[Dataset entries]
+ + + + + + +

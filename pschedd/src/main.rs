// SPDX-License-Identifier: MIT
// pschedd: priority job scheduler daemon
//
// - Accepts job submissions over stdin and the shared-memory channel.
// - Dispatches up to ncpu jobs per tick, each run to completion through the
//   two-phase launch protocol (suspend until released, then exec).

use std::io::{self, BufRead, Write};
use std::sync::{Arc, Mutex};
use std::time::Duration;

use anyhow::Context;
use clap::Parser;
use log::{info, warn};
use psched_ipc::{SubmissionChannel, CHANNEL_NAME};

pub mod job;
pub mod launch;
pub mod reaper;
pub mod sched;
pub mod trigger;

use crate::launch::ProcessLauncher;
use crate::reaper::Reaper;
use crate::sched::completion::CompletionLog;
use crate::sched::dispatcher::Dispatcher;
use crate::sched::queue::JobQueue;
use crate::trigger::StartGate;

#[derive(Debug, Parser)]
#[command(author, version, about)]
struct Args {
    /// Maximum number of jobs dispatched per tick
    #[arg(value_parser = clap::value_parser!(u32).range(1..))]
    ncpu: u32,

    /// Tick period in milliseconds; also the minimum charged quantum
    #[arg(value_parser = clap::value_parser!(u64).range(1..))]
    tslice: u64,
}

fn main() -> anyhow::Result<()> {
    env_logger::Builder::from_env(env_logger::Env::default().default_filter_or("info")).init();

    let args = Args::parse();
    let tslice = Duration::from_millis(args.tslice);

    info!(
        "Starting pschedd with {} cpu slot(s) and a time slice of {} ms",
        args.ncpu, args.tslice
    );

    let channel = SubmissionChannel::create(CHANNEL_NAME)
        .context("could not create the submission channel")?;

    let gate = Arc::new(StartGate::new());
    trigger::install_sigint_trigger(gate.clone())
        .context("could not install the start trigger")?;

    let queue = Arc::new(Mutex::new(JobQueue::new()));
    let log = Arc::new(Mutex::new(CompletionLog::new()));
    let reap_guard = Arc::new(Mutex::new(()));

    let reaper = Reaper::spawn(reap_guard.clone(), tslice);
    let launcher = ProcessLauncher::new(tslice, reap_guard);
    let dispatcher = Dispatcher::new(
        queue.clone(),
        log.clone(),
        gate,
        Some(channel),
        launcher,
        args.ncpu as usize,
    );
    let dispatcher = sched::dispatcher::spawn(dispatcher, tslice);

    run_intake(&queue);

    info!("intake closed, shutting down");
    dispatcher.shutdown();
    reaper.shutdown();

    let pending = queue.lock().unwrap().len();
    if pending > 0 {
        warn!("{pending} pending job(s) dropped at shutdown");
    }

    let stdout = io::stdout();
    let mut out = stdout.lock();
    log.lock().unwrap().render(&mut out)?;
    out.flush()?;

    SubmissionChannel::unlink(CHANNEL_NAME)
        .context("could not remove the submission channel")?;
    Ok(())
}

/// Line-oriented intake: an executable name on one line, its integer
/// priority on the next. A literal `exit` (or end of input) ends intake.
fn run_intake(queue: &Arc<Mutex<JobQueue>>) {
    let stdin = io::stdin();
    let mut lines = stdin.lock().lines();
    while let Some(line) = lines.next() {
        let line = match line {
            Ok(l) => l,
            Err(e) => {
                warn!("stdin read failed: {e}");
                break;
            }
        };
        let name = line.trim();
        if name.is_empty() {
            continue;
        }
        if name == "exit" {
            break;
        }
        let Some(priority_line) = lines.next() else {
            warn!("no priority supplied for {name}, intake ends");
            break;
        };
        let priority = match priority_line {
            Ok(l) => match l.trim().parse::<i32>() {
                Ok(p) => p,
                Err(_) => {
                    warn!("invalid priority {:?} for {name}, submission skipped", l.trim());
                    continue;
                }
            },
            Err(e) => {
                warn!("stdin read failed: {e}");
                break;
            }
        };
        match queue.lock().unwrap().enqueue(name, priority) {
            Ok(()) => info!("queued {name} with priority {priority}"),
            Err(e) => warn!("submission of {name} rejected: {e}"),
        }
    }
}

+ + + + + + +

» **What you need to do**:
Looking at the entries, state how many lines hold the string "clone", with the number as the sole reply.

» **Result for this exercise**:
4